I actually tried to build something like this (with cables, not stacked) circa 1990. My plan was to implement a snooping protocol in the 16KB of extended memory. All from discrete TTL components (74LSXXX). Surprinsingly, it never worked.
Then I moved on to playing with machines with ~100 FPGAs where I can instantiate as many RISC cores as I want. I'm not sure I'd want to move back to 6502 for parallel programming.
I'm glad you found the AppleCrate interesting. I have always found the Applesoft BASIC programming environment very inviting and satisfying, and the AppleCrate leverages this accessibility into parallel programming.
The NadaNet network is a low-speed "reinvention" of Ethernet that I developed to support simple networking of Apple II computers, like the AppleCrate. It was a very educational project, and has proven to be a robust implementation.
The mechanical compatibility of Apple II boards simplifies construction, and the low power makes it a desktop-friendly device.
It certainly won't win any speed contests with modern hardware, but the fact that it runs at a more nearly human-perceptible speed is actually a benefit--from a "blinkenlights" perspective. ;-)
I should put up some YouTube videos of it in operation. There are already a few AppleCrate/NadaNet videos up, but
they are mostly presentation.
I wonder how hard it would be to copy this with old PC boards. Given how non-standard PC hardware is, I guess you'd have to know what motherboard you've got before you can start trying to mod it to network boot.
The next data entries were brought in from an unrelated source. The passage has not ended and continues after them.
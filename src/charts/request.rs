use serde::Deserialize;

use crate::error::{DashboardError, DashboardResult};
use crate::processing::{AggregationFn, FilterCondition, FilterSet};

use super::ChartType;

fn default_aggregation() -> String {
    AggregationFn::Sum.as_str().to_string()
}

/// A chart request as sent by a caller.
///
/// Bar, line and scatter charts need `x_axis` and `y_axis`; pie charts need `category_column` and
/// `value_column`. Use [`ChartRequest::plan`] to check a request before rendering it.
#[derive(Debug, Clone, PartialEq, Deserialize)]
pub struct ChartRequest {
    /// Identifier returned by ingestion.
    #[serde(alias = "file_id")]
    pub table_id: String,
    pub chart_type: String,
    #[serde(default)]
    pub x_axis: Option<String>,
    #[serde(default)]
    pub y_axis: Option<String>,
    #[serde(default)]
    pub category_column: Option<String>,
    #[serde(default)]
    pub value_column: Option<String>,
    /// Aggregation name; unrecognized names aggregate with `sum`.
    #[serde(default = "default_aggregation")]
    pub aggregation: String,
    #[serde(default)]
    pub group_by: Option<String>,
    #[serde(default)]
    pub filters: Option<FilterSet>,
}

impl ChartRequest {
    pub fn new(table_id: impl Into<String>, chart_type: impl Into<String>) -> Self {
        Self {
            table_id: table_id.into(),
            chart_type: chart_type.into(),
            x_axis: None,
            y_axis: None,
            category_column: None,
            value_column: None,
            aggregation: default_aggregation(),
            group_by: None,
            filters: None,
        }
    }

    pub fn with_axes(mut self, x_axis: impl Into<String>, y_axis: impl Into<String>) -> Self {
        self.x_axis = Some(x_axis.into());
        self.y_axis = Some(y_axis.into());
        self
    }

    pub fn with_slices(
        mut self,
        category_column: impl Into<String>,
        value_column: impl Into<String>,
    ) -> Self {
        self.category_column = Some(category_column.into());
        self.value_column = Some(value_column.into());
        self
    }

    pub fn with_aggregation(mut self, aggregation: impl Into<String>) -> Self {
        self.aggregation = aggregation.into();
        self
    }

    pub fn with_group_by(mut self, group_by: impl Into<String>) -> Self {
        self.group_by = Some(group_by.into());
        self
    }

    pub fn with_filter(mut self, column: impl Into<String>, condition: FilterCondition) -> Self {
        self.filters
            .get_or_insert_with(FilterSet::new)
            .insert(column.into(), condition);
        self
    }

    /// Check the request shape and resolve names into a [`ChartPlan`].
    ///
    /// Does not look at any table; unknown columns are reported when the plan is rendered.
    pub fn plan(&self) -> DashboardResult<ChartPlan> {
        let chart_type: ChartType = self.chart_type.parse()?;
        let (x, y) = match chart_type {
            ChartType::Pie => (
                required(&self.category_column),
                required(&self.value_column),
            ),
            _ => (required(&self.x_axis), required(&self.y_axis)),
        };
        let (Some(x), Some(y)) = (x, y) else {
            return Err(DashboardError::validation(match chart_type {
                ChartType::Pie => "pie chart requires category_column and value_column".to_string(),
                other => format!("{other} chart requires x_axis and y_axis"),
            }));
        };

        Ok(ChartPlan {
            chart_type,
            x: x.to_string(),
            y: y.to_string(),
            group_by: required(&self.group_by).map(str::to_string),
            aggregation: AggregationFn::from_name(&self.aggregation),
            filters: self.filters.clone().unwrap_or_default(),
        })
    }
}

fn required(field: &Option<String>) -> Option<&str> {
    field.as_deref().filter(|s| !s.trim().is_empty())
}

/// A checked chart request.
///
/// For pie charts `x` is the category column and `y` the value column, and `group_by` is ignored.
#[derive(Debug, Clone, PartialEq)]
pub struct ChartPlan {
    pub chart_type: ChartType,
    pub x: String,
    pub y: String,
    pub group_by: Option<String>,
    pub aggregation: AggregationFn,
    pub filters: FilterSet,
}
It looks like Coreboot doesn't support any boards older than the Pentium II timeframe.
I figured I'd be dredging up hardware old enough to not support PXE. If it's possible to add a PXE NIC and boot off the network without a PXE-enabled BIOS, that is both news to me and very cool.
From what I've heard (I have a friend who tried to build a Propeller-based embedded system) it's a miserable architecture to code for.
It assumes that you're using either assembler or the proprietary "Spin" language. The accessible memory space is small enough to break the code generated by C compilers; the only solution I know of involves a mini-hypervisor that can swaps data in and out of memory.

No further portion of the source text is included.